### [Task]
The material below holds a span beginning at the line with "Not cached: container" and ending at the line with "embedded SVG markup.". Quote that span exactly, both ends included, and only that span.

### [Data records]
-.-.-
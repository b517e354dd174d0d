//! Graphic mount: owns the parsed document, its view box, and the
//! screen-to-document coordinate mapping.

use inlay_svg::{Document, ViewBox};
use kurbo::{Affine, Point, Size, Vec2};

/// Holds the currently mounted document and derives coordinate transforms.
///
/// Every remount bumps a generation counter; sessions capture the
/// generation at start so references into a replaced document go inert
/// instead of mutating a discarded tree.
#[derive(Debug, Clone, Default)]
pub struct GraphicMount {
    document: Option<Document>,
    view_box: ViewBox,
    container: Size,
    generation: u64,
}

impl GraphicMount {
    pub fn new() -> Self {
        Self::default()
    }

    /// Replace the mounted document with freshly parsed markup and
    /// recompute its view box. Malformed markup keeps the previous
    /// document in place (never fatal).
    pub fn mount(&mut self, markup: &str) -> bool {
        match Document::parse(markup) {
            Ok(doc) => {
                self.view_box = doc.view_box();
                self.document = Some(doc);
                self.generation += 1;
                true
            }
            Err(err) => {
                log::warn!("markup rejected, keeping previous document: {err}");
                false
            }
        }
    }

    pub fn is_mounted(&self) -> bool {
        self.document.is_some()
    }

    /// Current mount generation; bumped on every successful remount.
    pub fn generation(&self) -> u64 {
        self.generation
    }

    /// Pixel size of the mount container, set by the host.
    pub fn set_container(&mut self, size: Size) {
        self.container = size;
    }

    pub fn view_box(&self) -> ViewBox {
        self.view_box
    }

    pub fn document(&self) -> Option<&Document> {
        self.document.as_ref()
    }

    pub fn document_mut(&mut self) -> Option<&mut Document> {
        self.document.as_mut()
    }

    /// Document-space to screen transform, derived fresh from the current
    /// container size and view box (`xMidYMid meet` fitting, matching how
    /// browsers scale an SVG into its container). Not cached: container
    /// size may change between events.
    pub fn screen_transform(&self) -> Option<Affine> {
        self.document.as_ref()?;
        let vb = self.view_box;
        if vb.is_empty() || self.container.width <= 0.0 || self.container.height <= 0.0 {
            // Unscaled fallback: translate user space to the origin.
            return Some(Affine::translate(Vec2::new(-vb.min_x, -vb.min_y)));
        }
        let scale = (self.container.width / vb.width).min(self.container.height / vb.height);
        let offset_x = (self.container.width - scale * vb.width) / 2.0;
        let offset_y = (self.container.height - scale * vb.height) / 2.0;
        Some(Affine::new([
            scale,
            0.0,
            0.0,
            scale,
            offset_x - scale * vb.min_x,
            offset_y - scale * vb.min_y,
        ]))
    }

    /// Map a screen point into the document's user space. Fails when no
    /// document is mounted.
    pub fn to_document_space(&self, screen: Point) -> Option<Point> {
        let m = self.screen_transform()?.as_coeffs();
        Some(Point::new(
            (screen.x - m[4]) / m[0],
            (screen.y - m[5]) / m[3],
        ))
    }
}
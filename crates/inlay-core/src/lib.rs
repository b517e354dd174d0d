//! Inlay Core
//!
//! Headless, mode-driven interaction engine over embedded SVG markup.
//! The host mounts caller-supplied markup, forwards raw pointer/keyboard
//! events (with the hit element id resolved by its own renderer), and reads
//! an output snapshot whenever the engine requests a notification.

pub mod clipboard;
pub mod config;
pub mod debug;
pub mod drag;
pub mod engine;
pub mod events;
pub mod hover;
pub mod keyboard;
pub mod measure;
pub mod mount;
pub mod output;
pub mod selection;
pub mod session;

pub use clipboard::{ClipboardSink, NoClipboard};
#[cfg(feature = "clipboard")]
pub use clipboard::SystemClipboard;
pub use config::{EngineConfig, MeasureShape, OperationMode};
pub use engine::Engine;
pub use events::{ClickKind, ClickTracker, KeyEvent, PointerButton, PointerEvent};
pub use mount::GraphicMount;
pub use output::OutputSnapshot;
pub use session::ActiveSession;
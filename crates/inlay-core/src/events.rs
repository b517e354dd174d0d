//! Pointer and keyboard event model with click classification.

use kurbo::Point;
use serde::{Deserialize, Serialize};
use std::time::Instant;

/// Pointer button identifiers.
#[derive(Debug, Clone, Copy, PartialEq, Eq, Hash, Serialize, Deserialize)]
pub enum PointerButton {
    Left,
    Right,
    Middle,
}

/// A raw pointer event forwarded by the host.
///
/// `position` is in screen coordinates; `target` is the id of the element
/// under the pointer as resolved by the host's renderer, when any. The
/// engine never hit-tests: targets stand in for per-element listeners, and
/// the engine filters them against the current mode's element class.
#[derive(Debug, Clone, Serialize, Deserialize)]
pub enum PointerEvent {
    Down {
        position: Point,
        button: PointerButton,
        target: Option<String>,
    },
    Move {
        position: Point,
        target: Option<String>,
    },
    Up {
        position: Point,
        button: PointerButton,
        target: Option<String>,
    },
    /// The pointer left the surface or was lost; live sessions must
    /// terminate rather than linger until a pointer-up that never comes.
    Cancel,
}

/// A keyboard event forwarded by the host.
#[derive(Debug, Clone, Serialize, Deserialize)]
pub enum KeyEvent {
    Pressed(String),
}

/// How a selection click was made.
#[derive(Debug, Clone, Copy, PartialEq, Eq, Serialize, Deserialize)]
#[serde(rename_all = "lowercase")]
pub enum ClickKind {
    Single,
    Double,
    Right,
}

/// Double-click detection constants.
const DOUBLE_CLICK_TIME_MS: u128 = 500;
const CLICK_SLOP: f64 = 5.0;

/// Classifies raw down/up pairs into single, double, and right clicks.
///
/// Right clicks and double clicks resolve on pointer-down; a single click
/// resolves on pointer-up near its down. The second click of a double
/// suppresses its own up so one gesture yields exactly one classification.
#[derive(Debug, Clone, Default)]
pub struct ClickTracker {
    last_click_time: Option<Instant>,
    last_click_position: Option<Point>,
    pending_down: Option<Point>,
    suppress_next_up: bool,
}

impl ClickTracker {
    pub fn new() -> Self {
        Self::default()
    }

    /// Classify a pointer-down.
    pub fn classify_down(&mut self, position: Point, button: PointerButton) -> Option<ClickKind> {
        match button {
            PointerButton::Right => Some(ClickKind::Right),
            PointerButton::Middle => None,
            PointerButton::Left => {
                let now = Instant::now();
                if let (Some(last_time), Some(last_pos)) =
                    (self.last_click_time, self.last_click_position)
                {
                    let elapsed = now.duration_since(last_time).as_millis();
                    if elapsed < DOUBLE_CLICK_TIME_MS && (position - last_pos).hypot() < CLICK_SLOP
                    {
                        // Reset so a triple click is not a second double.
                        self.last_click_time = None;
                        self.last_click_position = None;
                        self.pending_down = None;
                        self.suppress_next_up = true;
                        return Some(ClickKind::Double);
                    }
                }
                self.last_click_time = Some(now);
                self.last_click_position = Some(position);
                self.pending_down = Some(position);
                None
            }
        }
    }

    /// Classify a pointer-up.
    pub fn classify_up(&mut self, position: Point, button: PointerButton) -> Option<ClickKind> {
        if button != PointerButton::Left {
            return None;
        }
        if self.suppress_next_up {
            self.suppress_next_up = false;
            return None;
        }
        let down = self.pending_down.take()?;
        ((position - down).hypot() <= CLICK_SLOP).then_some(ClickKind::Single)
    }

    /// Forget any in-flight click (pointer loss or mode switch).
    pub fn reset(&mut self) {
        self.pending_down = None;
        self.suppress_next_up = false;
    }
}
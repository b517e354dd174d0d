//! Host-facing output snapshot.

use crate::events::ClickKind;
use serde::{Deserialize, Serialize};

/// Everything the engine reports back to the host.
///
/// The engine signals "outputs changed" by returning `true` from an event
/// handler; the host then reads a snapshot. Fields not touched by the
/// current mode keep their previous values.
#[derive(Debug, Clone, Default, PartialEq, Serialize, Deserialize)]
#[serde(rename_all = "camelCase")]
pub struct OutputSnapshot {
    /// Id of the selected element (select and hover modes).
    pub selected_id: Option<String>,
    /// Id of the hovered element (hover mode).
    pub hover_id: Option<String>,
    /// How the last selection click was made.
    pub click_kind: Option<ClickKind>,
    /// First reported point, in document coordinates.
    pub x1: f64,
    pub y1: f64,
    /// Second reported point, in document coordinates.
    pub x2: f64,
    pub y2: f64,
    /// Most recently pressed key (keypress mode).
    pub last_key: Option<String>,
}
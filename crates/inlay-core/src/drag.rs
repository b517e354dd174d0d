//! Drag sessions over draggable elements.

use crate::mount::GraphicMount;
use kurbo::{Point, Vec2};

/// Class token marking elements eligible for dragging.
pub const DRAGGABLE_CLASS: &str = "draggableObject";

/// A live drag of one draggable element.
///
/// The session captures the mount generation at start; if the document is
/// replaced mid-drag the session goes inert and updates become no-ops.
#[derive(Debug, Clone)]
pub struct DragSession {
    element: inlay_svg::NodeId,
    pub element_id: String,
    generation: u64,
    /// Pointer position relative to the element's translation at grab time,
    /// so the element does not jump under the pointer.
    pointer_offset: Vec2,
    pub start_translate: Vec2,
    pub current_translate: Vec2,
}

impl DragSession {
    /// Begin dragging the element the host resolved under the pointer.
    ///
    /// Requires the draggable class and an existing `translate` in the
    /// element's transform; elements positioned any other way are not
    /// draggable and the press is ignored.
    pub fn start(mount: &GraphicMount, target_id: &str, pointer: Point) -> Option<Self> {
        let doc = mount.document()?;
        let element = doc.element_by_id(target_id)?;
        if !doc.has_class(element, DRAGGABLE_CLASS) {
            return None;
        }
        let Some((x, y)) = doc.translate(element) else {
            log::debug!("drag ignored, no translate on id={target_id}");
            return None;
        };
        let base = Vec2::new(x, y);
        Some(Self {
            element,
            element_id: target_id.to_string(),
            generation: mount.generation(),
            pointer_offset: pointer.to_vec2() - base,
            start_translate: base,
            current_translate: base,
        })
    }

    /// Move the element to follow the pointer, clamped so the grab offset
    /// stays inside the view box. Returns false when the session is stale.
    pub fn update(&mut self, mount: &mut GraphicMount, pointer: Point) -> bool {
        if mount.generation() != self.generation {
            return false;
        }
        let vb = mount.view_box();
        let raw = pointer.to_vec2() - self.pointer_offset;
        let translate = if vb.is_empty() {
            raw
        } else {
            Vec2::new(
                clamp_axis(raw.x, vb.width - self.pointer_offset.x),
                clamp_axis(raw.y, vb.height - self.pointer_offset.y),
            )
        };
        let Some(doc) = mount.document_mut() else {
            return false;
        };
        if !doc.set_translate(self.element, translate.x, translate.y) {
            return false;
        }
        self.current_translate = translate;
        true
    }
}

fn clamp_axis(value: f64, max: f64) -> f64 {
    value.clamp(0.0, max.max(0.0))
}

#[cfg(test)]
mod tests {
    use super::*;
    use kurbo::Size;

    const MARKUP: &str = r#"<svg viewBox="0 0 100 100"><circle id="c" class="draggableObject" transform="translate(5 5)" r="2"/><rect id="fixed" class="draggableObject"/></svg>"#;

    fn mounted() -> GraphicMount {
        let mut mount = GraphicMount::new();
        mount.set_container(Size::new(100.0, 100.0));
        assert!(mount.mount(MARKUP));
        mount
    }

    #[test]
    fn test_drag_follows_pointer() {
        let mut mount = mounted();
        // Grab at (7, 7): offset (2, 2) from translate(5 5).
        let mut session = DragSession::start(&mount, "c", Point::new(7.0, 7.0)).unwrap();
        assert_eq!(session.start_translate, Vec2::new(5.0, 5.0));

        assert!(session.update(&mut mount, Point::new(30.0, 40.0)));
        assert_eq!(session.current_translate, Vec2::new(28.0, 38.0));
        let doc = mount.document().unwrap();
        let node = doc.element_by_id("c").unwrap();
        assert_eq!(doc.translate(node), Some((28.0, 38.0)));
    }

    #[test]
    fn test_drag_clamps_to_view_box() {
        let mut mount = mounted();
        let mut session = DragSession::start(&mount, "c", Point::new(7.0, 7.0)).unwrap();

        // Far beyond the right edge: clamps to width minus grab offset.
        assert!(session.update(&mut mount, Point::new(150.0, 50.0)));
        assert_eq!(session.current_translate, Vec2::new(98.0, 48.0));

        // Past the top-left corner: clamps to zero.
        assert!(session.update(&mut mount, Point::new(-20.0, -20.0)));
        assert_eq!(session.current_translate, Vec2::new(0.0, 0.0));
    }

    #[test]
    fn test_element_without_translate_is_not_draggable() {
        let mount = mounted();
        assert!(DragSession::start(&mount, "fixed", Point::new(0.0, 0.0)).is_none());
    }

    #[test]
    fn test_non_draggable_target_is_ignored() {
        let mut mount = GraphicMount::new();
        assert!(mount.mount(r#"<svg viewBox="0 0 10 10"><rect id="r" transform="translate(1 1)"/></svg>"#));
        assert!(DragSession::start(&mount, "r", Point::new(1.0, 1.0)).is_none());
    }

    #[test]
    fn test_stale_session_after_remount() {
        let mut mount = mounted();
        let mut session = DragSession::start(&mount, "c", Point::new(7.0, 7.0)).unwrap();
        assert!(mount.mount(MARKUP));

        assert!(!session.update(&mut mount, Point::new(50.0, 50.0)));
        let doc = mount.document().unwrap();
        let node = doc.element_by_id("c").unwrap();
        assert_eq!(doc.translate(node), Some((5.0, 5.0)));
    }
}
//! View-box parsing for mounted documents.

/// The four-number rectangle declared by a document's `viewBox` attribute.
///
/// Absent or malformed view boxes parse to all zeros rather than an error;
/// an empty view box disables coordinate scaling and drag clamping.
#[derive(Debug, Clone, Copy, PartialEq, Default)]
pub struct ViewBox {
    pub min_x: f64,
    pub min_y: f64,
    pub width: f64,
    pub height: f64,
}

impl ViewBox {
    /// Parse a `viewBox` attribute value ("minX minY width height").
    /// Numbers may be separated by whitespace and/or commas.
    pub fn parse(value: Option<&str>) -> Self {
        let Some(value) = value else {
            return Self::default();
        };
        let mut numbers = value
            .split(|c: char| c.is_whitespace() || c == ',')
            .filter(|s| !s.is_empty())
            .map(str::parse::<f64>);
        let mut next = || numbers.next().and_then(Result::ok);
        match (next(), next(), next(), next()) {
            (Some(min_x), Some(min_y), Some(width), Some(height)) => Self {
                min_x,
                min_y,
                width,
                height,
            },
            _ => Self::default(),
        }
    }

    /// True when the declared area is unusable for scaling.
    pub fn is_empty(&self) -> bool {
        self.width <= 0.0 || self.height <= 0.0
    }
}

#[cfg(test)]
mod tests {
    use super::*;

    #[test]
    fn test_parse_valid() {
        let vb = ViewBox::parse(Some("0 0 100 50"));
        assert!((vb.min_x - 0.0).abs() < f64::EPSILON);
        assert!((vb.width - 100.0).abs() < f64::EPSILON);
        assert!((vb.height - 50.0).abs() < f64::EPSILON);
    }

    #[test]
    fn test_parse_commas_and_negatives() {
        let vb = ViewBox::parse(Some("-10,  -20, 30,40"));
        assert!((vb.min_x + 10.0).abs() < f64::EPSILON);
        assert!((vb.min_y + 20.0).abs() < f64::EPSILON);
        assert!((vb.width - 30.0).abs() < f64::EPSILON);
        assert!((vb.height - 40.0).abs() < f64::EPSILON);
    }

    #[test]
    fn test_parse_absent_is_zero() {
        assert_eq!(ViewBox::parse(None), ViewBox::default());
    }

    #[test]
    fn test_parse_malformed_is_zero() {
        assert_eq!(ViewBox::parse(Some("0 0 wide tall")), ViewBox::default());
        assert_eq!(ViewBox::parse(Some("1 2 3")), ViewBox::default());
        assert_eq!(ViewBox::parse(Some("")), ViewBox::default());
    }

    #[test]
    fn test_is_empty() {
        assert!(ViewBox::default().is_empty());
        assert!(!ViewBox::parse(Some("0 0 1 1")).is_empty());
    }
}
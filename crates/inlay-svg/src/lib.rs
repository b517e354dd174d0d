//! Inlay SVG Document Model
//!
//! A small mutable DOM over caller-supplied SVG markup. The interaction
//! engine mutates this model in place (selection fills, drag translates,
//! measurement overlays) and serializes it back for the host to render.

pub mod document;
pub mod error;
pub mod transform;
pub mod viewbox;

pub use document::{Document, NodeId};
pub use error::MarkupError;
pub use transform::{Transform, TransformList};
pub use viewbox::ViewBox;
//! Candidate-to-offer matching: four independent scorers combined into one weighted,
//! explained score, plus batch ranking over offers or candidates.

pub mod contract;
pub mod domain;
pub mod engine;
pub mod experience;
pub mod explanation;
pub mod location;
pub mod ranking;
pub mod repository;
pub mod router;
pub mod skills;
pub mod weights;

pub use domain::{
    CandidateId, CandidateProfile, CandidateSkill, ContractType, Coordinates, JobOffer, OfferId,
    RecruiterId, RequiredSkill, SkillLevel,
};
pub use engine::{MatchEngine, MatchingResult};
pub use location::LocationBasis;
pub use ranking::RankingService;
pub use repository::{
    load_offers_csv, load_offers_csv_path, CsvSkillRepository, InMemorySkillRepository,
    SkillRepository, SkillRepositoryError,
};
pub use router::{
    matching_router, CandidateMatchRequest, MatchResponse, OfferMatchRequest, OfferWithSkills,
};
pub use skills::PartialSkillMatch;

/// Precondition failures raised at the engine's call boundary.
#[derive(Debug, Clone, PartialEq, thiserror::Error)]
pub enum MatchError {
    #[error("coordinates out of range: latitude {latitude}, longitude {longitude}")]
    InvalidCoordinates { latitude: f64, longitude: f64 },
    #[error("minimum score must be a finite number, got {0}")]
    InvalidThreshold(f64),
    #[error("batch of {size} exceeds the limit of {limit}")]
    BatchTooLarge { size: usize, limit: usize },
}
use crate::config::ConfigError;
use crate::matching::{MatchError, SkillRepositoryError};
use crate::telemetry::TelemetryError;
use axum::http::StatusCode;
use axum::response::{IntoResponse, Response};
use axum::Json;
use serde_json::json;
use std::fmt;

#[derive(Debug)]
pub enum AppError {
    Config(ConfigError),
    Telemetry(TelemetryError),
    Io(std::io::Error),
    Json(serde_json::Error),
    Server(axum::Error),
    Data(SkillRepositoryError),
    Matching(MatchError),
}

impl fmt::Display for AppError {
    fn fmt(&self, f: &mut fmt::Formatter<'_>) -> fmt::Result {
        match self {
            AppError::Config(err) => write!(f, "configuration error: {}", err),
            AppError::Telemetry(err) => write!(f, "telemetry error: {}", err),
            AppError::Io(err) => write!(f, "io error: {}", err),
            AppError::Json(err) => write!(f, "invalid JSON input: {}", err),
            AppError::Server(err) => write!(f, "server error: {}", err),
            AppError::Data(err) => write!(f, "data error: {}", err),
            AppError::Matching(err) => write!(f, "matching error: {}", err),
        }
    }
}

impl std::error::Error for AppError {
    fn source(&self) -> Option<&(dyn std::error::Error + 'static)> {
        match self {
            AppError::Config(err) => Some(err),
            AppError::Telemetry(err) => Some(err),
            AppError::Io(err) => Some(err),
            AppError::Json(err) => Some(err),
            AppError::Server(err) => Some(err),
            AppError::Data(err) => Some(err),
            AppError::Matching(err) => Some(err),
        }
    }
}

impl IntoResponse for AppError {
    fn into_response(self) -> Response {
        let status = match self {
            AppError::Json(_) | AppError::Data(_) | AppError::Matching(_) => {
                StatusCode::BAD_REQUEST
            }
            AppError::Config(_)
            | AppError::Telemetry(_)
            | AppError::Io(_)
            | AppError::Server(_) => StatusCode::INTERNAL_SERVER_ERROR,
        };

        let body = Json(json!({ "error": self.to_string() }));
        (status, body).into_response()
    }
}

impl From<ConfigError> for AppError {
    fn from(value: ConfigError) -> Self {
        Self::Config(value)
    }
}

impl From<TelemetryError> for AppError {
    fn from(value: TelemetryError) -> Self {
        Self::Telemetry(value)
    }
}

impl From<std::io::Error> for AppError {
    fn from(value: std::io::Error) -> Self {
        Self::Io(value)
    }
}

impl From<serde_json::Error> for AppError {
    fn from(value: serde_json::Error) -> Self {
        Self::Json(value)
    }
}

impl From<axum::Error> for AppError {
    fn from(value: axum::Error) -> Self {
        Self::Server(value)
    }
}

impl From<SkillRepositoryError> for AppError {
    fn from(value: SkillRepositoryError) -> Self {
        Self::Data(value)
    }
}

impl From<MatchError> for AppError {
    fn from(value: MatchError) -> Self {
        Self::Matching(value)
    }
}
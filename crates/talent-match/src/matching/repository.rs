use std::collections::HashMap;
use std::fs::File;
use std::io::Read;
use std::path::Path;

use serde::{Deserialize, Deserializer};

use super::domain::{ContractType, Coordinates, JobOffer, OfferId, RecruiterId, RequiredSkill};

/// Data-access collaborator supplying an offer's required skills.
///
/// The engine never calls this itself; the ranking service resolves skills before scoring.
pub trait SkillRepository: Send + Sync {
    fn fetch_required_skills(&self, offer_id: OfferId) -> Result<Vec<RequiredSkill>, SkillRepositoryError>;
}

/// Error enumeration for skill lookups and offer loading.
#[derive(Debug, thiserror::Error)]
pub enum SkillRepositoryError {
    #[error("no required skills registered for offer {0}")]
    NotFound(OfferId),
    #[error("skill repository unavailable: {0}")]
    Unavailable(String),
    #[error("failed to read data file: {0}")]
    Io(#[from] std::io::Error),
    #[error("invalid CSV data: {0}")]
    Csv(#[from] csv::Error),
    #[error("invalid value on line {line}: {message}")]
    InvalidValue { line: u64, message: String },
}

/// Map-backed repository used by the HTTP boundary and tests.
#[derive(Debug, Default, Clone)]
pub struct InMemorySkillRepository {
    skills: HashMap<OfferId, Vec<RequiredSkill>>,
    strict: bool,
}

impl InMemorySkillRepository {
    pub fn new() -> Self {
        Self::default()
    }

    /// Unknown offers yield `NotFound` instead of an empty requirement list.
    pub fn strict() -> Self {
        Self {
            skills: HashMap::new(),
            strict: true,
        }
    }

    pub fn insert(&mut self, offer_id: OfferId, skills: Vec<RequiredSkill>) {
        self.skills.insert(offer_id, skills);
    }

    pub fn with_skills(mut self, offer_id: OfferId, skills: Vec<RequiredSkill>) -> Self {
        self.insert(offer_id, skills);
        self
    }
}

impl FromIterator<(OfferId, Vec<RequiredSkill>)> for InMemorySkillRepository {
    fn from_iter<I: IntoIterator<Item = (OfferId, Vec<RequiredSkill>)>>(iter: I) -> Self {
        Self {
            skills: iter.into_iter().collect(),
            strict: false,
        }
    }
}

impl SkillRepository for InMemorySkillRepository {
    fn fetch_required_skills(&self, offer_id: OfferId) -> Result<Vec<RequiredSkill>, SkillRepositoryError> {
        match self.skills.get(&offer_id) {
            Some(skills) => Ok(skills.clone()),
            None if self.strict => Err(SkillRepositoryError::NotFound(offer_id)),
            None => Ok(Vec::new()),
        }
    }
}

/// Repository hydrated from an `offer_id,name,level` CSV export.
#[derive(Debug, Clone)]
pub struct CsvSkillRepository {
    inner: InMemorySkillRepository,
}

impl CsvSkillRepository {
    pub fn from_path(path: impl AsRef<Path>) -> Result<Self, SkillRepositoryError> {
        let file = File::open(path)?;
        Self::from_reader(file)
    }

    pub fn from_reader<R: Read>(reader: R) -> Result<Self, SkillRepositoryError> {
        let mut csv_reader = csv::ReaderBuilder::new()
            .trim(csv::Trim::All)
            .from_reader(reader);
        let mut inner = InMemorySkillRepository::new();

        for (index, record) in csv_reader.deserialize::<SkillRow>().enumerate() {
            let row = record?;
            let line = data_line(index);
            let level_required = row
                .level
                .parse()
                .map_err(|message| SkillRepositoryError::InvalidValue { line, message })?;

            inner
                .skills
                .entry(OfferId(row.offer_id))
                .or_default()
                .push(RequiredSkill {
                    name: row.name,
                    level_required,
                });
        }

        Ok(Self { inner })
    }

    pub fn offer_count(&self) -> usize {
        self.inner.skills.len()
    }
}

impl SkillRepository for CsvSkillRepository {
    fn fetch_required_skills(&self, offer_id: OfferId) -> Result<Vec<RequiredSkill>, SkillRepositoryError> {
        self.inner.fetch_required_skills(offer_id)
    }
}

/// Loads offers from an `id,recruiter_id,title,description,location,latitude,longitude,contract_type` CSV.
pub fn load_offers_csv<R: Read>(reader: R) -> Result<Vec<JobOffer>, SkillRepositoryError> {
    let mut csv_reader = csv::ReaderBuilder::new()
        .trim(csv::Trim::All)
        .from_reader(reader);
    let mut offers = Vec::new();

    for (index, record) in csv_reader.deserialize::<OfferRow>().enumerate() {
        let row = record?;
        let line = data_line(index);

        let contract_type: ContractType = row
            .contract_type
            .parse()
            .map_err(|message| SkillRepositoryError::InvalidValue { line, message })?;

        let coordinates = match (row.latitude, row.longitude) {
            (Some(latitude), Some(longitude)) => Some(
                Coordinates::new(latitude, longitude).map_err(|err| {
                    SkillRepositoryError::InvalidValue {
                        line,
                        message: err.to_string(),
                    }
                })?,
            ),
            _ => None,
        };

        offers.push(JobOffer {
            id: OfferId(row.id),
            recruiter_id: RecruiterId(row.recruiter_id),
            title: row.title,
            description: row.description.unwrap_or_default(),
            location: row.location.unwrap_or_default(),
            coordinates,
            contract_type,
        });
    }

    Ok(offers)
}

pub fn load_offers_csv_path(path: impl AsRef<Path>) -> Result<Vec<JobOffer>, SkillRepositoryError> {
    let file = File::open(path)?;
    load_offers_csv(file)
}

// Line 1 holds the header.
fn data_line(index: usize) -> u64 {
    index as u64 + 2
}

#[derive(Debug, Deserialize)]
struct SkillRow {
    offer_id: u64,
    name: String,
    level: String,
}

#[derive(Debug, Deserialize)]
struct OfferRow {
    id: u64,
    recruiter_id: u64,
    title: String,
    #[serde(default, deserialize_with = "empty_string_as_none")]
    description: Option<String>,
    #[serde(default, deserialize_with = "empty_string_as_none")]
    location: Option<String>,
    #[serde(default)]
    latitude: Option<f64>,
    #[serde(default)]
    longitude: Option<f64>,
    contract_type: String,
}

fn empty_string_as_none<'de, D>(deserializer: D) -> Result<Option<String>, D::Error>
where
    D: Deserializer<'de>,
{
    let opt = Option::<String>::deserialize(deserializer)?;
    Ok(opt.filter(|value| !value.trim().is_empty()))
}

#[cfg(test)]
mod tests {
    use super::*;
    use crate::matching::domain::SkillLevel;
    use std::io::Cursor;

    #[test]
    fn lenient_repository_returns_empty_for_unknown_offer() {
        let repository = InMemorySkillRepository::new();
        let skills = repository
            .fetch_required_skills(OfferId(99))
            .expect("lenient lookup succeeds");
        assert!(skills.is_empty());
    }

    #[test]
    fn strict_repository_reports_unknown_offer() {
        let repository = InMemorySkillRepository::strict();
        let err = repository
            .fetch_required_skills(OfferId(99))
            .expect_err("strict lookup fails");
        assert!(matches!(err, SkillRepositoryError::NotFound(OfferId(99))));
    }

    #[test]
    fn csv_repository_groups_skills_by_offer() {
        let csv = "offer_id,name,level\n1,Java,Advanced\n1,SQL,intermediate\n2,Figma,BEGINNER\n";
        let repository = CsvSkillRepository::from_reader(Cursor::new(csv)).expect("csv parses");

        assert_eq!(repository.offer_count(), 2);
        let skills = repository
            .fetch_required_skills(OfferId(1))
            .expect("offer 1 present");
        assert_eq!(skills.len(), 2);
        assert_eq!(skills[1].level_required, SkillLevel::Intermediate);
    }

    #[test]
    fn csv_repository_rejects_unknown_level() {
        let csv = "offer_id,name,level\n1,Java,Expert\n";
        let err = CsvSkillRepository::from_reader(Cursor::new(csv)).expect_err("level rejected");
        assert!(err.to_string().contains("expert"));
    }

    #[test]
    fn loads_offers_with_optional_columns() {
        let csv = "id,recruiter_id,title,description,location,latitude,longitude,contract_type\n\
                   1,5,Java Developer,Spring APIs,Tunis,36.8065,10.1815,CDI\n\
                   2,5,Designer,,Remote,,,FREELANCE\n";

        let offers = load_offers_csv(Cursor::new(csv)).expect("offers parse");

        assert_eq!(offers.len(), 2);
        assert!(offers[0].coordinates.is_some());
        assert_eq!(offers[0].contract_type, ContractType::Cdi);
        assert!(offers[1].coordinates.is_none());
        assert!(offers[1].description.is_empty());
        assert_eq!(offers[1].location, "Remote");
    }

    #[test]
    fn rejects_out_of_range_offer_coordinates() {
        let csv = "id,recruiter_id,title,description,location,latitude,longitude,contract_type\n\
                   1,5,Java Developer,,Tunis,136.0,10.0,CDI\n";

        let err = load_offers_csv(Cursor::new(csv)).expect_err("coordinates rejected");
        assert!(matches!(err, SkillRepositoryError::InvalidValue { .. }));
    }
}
-.-.-
### [Exercise solution]
    /// browsers scale an SVG into its container). Not cached: container
    /// size may change between events.
    pub fn screen_transform(&self) -> Option<Affine> {
        self.document.as_ref()?;
        let vb = self.view_box;
        if vb.is_empty() || self.container.width <= 0.0 || self.container.height <= 0.0 {
            // Unscaled fallback: translate user space to the origin.
            return Some(Affine::translate(Vec2::new(-vb.min_x, -vb.min_y)));
        }
        let scale = (self.container.width / vb.width).min(self.container.height / vb.height);
        let offset_x = (self.container.width - scale * vb.width) / 2.0;
        let offset_y = (self.container.height - scale * vb.height) / 2.0;
        Some(Affine::new([
            scale,
            0.0,
            0.0,
            scale,
            offset_x - scale * vb.min_x,
            offset_y - scale * vb.min_y,
        ]))
    }

    /// Map a screen point into the document's user space. Fails when no
    /// document is mounted.
    pub fn to_document_space(&self, screen: Point) -> Option<Point> {
        let m = self.screen_transform()?.as_coeffs();
        Some(Point::new(
            (screen.x - m[4]) / m[0],
            (screen.y - m[5]) / m[3],
        ))
    }
}
filename crates/inlay-core/src/lib.rs
repository b517e354dd174d0d
//! Inlay Core
//!
//! Headless, mode-driven interaction engine over embedded SVG markup.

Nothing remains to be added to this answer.